There may be additional data below the C<.RI> member, but if so,
only the responder interface knows how to use it. The data for the
object instance may, in fact, B<not> be stored in the structure at all --
it could be looked up using the object's address in a completely
separate data store.
As such, it is incorrect to attempt to copy or move a C<SMOP_Object> struct
using a simple memory copy like C's memcpy(). Even if you lucked out and
got all the data in the object, you would have changed its address,
and it would not be the same object anymore. This point is especially
important to note if an object may exist in multiple address spaces -- only
one address will be valid without special handling.
=head1 SMOP__ResponderInterface
The responder interface (which, of course, is also binary-compatible
with C<SMOP__Object>) implements the low-level part of the meta object
protocol. It is through the responder interface that you can perform
actions on the object.
Using the responder interface, arbitrary methods may be invoked on
the object. It's important to realize that this method invocation
happens at the same level that any high-level language might call.

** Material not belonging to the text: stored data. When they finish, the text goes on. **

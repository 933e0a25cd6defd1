/// Characters Telegram's MarkdownV2 treats as markup.
const RESERVED: &[char] = &[
    '\\', '_', '*', '[', ']', '(', ')', '~', '`', '>', '#', '+', '-', '=', '|', '{', '}', '.', '!',
];

/// Escapes text so it renders literally under MarkdownV2 parse mode.
///
/// Inline answers carry guidebook text, which is full of URLs and
/// punctuation; every reserved character gets a backslash.
///
/// # Example
/// ```
/// use refugee_help_bot::utils::markdown::escape_markdown;
///
/// assert_eq!(escape_markdown("Chat (Berlin) - t.me/x"), "Chat \\(Berlin\\) \\- t\\.me/x");
/// ```
pub fn escape_markdown(text: &str) -> String {
    let mut out = String::with_capacity(text.len());
    for c in text.chars() {
        if RESERVED.contains(&c) {
            out.push('\\');
        }
        out.push(c);
    }
    out
}
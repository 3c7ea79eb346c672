//! Session-level events published on the store's broadcast bus.
//!
//! Consumers subscribe via
//! [`SharedJobStore::subscribe`](crate::store::SharedJobStore::subscribe)
//! and react to merges, stream connectivity, and health transitions
//! without polling.

use ranktrack_client::health::HealthState;
use ranktrack_core::types::JobId;
use serde::Serialize;

/// An observable state change within one dashboard session.
#[derive(Debug, Clone, Serialize)]
pub enum SyncEvent {
    /// The push channel was established.
    StreamConnected,

    /// The push channel was lost; missed events are recovered by the
    /// next snapshot pull.
    StreamDisconnected,

    /// A full snapshot was merged into the store.
    SnapshotLoaded {
        /// Number of records in the snapshot.
        count: usize,
    },

    /// An update event was merged into an existing record.
    JobUpdated { job_id: JobId },

    /// An update event referenced an unseen id; a minimal record was
    /// created pending snapshot backfill.
    JobDiscovered { job_id: JobId },

    /// The backend liveness state changed.
    HealthChanged { state: HealthState },
}
//! Per-job log view.
//!
//! [`LogTailer`] holds the log lines for one selected job. Changing the
//! selection discards the prior lines before fetching; re-selecting the
//! same job refetches the complete content. There is no incremental
//! tailing protocol -- each fetch returns everything the backend knows
//! at that instant.

use std::sync::Arc;

use ranktrack_client::api::{ApiError, BackendApi};
use ranktrack_core::types::JobId;

/// Rough classification of a log line by the backend's marker strings.
#[derive(Debug, Clone, Copy, PartialEq, Eq)]
pub enum LogLineKind {
    Error,
    Success,
    Started,
    Info,
}

/// Classify a log line so consumers can style it without re-parsing.
pub fn classify_line(line: &str) -> LogLineKind {
    if line.contains("ERROR") {
        LogLineKind::Error
    } else if line.contains("SUCCESS") {
        LogLineKind::Success
    } else if line.contains("STARTED") {
        LogLineKind::Started
    } else {
        LogLineKind::Info
    }
}

/// Restartable log view for one selected job.
pub struct LogTailer {
    api: Arc<BackendApi>,
    selection: Option<JobId>,
    lines: Vec<String>,
}

impl LogTailer {
    pub fn new(api: Arc<BackendApi>) -> Self {
        Self {
            api,
            selection: None,
            lines: Vec::new(),
        }
    }

    /// The currently selected job id, if any.
    pub fn selection(&self) -> Option<&str> {
        self.selection.as_deref()
    }

    /// The lines fetched for the current selection.
    pub fn lines(&self) -> &[String] {
        &self.lines
    }

    /// Select a job and fetch its full log content.
    ///
    /// A selection change discards the previous lines even if the fetch
    /// then fails; refreshing an unchanged selection keeps the previous
    /// lines on failure (stale-but-available).
    pub async fn select(&mut self, job_id: &str) -> Result<&[String], ApiError> {
        self.retarget(job_id);
        let lines = self.api.fetch_logs(job_id).await?;
        self.lines = lines;
        Ok(&self.lines)
    }

    /// Clear the selection and its lines.
    pub fn clear(&mut self) {
        self.selection = None;
        self.lines.clear();
    }

    /// Point the view at `job_id`, discarding stale lines on change.
    /// Returns whether the selection actually changed.
    fn retarget(&mut self, job_id: &str) -> bool {
        if self.selection.as_deref() == Some(job_id) {
            return false;
        }
        self.selection = Some(job_id.to_string());
        self.lines.clear();
        true
    }
}

// ---------------------------------------------------------------------------
// Tests
// ---------------------------------------------------------------------------

#[cfg(test)]
mod tests {
    use super::*;
    use ranktrack_client::config::BackendConfig;

    fn tailer() -> LogTailer {
        LogTailer::new(Arc::new(BackendApi::new(BackendConfig::new(
            "http://127.0.0.1:9",
            "key",
        ))))
    }

    #[test]
    fn classifies_by_marker_substrings() {
        assert_eq!(classify_line("[12:00] ERROR proxy timed out"), LogLineKind::Error);
        assert_eq!(classify_line("[12:01] SUCCESS rank found"), LogLineKind::Success);
        assert_eq!(classify_line("[12:02] STARTED job 42"), LogLineKind::Started);
        assert_eq!(classify_line("[12:03] visiting page 3"), LogLineKind::Info);
    }

    #[test]
    fn retarget_discards_lines_only_on_change() {
        let mut view = tailer();
        view.selection = Some("1".into());
        view.lines = vec!["old line".into()];

        assert!(!view.retarget("1"));
        assert_eq!(view.lines.len(), 1);

        assert!(view.retarget("2"));
        assert!(view.lines.is_empty());
        assert_eq!(view.selection(), Some("2"));
    }

    #[tokio::test]
    async fn failed_fetch_after_selection_change_leaves_no_stale_lines() {
        let mut view = tailer();
        view.selection = Some("1".into());
        view.lines = vec!["old line".into()];

        // The backend is unreachable, so the fetch fails -- but the
        // prior job's lines must already be gone.
        let result = view.select("2").await;
        assert!(result.is_err());
        assert!(view.lines().is_empty());
        assert_eq!(view.selection(), Some("2"));
    }

    #[test]
    fn clear_resets_the_view() {
        let mut view = tailer();
        view.selection = Some("1".into());
        view.lines = vec!["line".into()];

        view.clear();
        assert!(view.selection().is_none());
        assert!(view.lines().is_empty());
    }
}
/// Job identifiers are opaque strings assigned by the backend.
pub type JobId = String;

/// All timestamps are UTC.
pub type Timestamp = chrono::DateTime<chrono::Utc>;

This means that there's no distinction between native operators and
high-level operators, nor between native values and high-level values.

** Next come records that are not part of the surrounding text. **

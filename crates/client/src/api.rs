//! REST client for the backend's job endpoints.
//!
//! Wraps the backend HTTP API (job snapshots, execution history,
//! analytics, per-job logs, liveness, job creation) using [`reqwest`].
//! Read failures leave the caller's current view untouched -- stale
//! data is preferred over blanking the dashboard.

use ranktrack_core::analytics::JobAnalytics;
use ranktrack_core::job::JobRecord;
use ranktrack_core::search::SearchRequest;
use serde::de::DeserializeOwned;

use crate::config::{BackendConfig, API_KEY_HEADER};
use crate::health::{HealthResponse, HealthState};

/// HTTP client for one backend origin.
pub struct BackendApi {
    client: reqwest::Client,
    config: BackendConfig,
}

/// Errors from the backend REST layer.
#[derive(Debug, thiserror::Error)]
pub enum ApiError {
    /// The HTTP request itself failed (network, DNS, TLS, timeout).
    #[error("HTTP request failed: {0}")]
    Transport(#[from] reqwest::Error),

    /// The backend returned a non-2xx status code.
    #[error("Backend API error ({status}): {body}")]
    Status {
        /// HTTP status code.
        status: u16,
        /// Raw response body for debugging.
        body: String,
    },

    /// The response body was not the expected JSON shape.
    #[error("Malformed backend response: {0}")]
    Decode(#[from] serde_json::Error),
}

impl BackendApi {
    /// Create a new API client for a backend.
    pub fn new(config: BackendConfig) -> Self {
        Self {
            client: reqwest::Client::new(),
            config,
        }
    }

    /// Create an API client reusing an existing [`reqwest::Client`]
    /// (useful for connection pooling across collaborators).
    pub fn with_client(client: reqwest::Client, config: BackendConfig) -> Self {
        Self { client, config }
    }

    /// The configuration this client was built with.
    pub fn config(&self) -> &BackendConfig {
        &self.config
    }

    /// Pull the full job snapshot.
    ///
    /// Sends a `GET /api/jobs` request and returns the records in the
    /// order the backend lists them.
    pub async fn fetch_jobs(&self) -> Result<Vec<JobRecord>, ApiError> {
        self.get_json("/api/jobs").await
    }

    /// Pull the execution history, including terminal/historical entries.
    ///
    /// Sends a `GET /api/jobs/history` request. History is a read-only
    /// side channel; it is not merged into the live job store.
    pub async fn fetch_history(&self) -> Result<Vec<JobRecord>, ApiError> {
        self.get_json("/api/jobs/history").await
    }

    /// Fetch the backend's authoritative aggregate counters.
    ///
    /// Sends a `GET /api/jobs/analytics` request.
    pub async fn fetch_analytics(&self) -> Result<JobAnalytics, ApiError> {
        self.get_json("/api/jobs/analytics").await
    }

    /// Fetch the complete log lines known for one job.
    ///
    /// Sends a `GET /api/jobs/{id}/logs` request.
    pub async fn fetch_logs(&self, job_id: &str) -> Result<Vec<String>, ApiError> {
        self.get_json(&format!("/api/jobs/{job_id}/logs")).await
    }

    /// Submit a rank-tracking search, creating one or more jobs.
    ///
    /// Sends a `POST /api/amazon/search` request. Fire-and-forget: the
    /// created jobs surface through the next snapshot pull, not through
    /// this response.
    pub async fn submit_search(&self, request: &SearchRequest) -> Result<(), ApiError> {
        let response = self
            .client
            .post(format!("{}/api/amazon/search", self.config.base_url))
            .header(API_KEY_HEADER, &self.config.api_key)
            .json(request)
            .send()
            .await?;

        Self::ensure_success(response).await?;
        Ok(())
    }

    /// Probe the backend liveness endpoint.
    ///
    /// Sends a `GET /health` request and reduces the outcome to a
    /// [`HealthState`]: any non-`"ok"` payload, non-success status, or
    /// transport failure is `Unhealthy`. Failures are the monitored
    /// signal here, so they are logged rather than propagated.
    pub async fn check_health(&self) -> HealthState {
        let result: Result<HealthResponse, ApiError> = self.get_json("/health").await;
        match result {
            Ok(response) => response.state(),
            Err(e) => {
                tracing::debug!(error = %e, "Health probe failed");
                HealthState::Unhealthy
            }
        }
    }

    // ---- private helpers ----

    /// Issue a GET request and decode the JSON body.
    ///
    /// The body is read as text first so that transport, status, and
    /// decode failures stay distinguishable.
    async fn get_json<T: DeserializeOwned>(&self, path: &str) -> Result<T, ApiError> {
        let response = self
            .client
            .get(format!("{}{path}", self.config.base_url))
            .header(API_KEY_HEADER, &self.config.api_key)
            .send()
            .await?;

        let response = Self::ensure_success(response).await?;
        let body = response.text().await?;
        Ok(serde_json::from_str(&body)?)
    }

    /// Ensure the response has a success status code. Returns the
    /// response unchanged on success, or an [`ApiError::Status`]
    /// containing the status and body text on failure.
    async fn ensure_success(response: reqwest::Response) -> Result<reqwest::Response, ApiError> {
        let status = response.status();
        if !status.is_success() {
            let body = response
                .text()
                .await
                .unwrap_or_else(|_| "<unreadable body>".to_string());
            return Err(ApiError::Status {
                status: status.as_u16(),
                body,
            });
        }
        Ok(response)
    }
}

// ---------------------------------------------------------------------------
// Tests
// ---------------------------------------------------------------------------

The structure of a responder interface is as follows:
struct SMOP__ResponderInterface {
SMOP__ResponderInterface* RI;
SMOP__Object* (*MESSAGE) (SMOP__Object* interpreter,
SMOP__ResponderInterface* self,
SMOP__Object* identifier,
SMOP__Object* capture);
SMOP__Object* (*REFERENCE)(SMOP__Object* interpreter,
SMOP__ResponderInterface* self,
SMOP__Object* object);
SMOP__Object* (*RELEASE) (SMOP__Object* interpreter,
SMOP__ResponderInterface* self,
SMOP__Object* object);
SMOP__Object* (*WEAKREF) (SMOP__Object* interpreter,
SMOP__ResponderInterface* self,
SMOP__Object* object);
char* id;
/* Maybe there is something here, maybe there is nothing here.
* Only the responder interface in member .RI knows.
*/
}
However, the SMOP base defines a few macros that should be used when
interacting with SMOP Objects. While in theory, the use of those
macros is optional, it's strongly advised that you stick with them, to
make transitions to newer versions easier.

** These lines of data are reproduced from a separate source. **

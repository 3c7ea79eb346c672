//! Push-channel frame processing loop.
//!
//! Reads raw frames from a live stream connection, parses them into
//! typed [`StreamMessage`]s, and feeds job updates into the shared
//! store. Malformed frames are logged and skipped; they never corrupt
//! the store.

use futures::StreamExt;
use ranktrack_core::store::UpdateOutcome;
use tokio_tungstenite::tungstenite::Message;

use crate::messages::{parse_message, StreamMessage};
use crate::store::SharedJobStore;

/// Process frames until the connection drops.
///
/// Loops until the WebSocket closes, a fatal receive error occurs, or
/// the stream is exhausted. The caller handles reconnection.
pub async fn process_messages(
    ws_stream: &mut tokio_tungstenite::WebSocketStream<
        tokio_tungstenite::MaybeTlsStream<tokio::net::TcpStream>,
    >,
    store: &SharedJobStore,
) {
    while let Some(frame) = ws_stream.next().await {
        match frame {
            Ok(Message::Text(text)) => {
                handle_text_frame(&text, store).await;
            }
            Ok(Message::Ping(_) | Message::Pong(_)) => {
                // Handled automatically by tungstenite.
            }
            Ok(Message::Binary(_)) => {
                tracing::trace!("Ignoring binary frame on the update stream");
            }
            Ok(Message::Close(frame)) => {
                tracing::info!(?frame, "Update stream closed by the backend");
                break;
            }
            Ok(Message::Frame(_)) => {}
            Err(e) => {
                tracing::error!(error = %e, "Update stream receive error");
                break;
            }
        }
    }
}

/// Decode one text frame and apply it to the store.
async fn handle_text_frame(text: &str, store: &SharedJobStore) {
    match parse_message(text) {
        Ok(StreamMessage::JobUpdate(update)) => match store.apply_update(&update).await {
            Ok(UpdateOutcome::Merged) => {
                tracing::debug!(
                    job_id = %update.job_id,
                    status = update.status.as_str(),
                    "Merged job update",
                );
            }
            Ok(UpdateOutcome::Inserted) => {
                tracing::info!(
                    job_id = %update.job_id,
                    status = update.status.as_str(),
                    "Discovered job via the update stream",
                );
            }
            Err(e) => {
                tracing::warn!(error = %e, raw_frame = %text, "Rejected job update");
            }
        },
        Err(e) => {
            tracing::warn!(error = %e, raw_frame = %text, "Failed to parse stream frame");
        }
    }
}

As such, each of the function hooks defined in the above structure
will be described along with the macros which should be used to access
them.
=over
=item macro SMOP_DISPATCH
SMOP_DISPATCH(interpreter, object, identifier, capture)
This macro (and all its parameters) correspond with the C<MESSAGE> function
hook member. This is the function that handles method invocation for
the objects which this responder interface oversees:
SMOP__Object* (*MESSAGE) (
SMOP__Object* interpreter, /* gets interpreter */
SMOP__ResponderInterface* self, /* gets (responder) object */
SMOP__Object* identifier, /* gets identifier */
SMOP__Object* capture /* gets capture (instance object inside) */
);
As you might have noticed, it receives objects as arguments and returns, of
course, an object.
C<SMOP_DISPATCH> uses the C<.MESSAGE> function in the responder found at
C<object> to invoke a method with a name found at C<identifier>. It invokes
that method in the context of the interpeter found at C<interpreter> using
the capture found at C<capture> to pass data to the method's parameters.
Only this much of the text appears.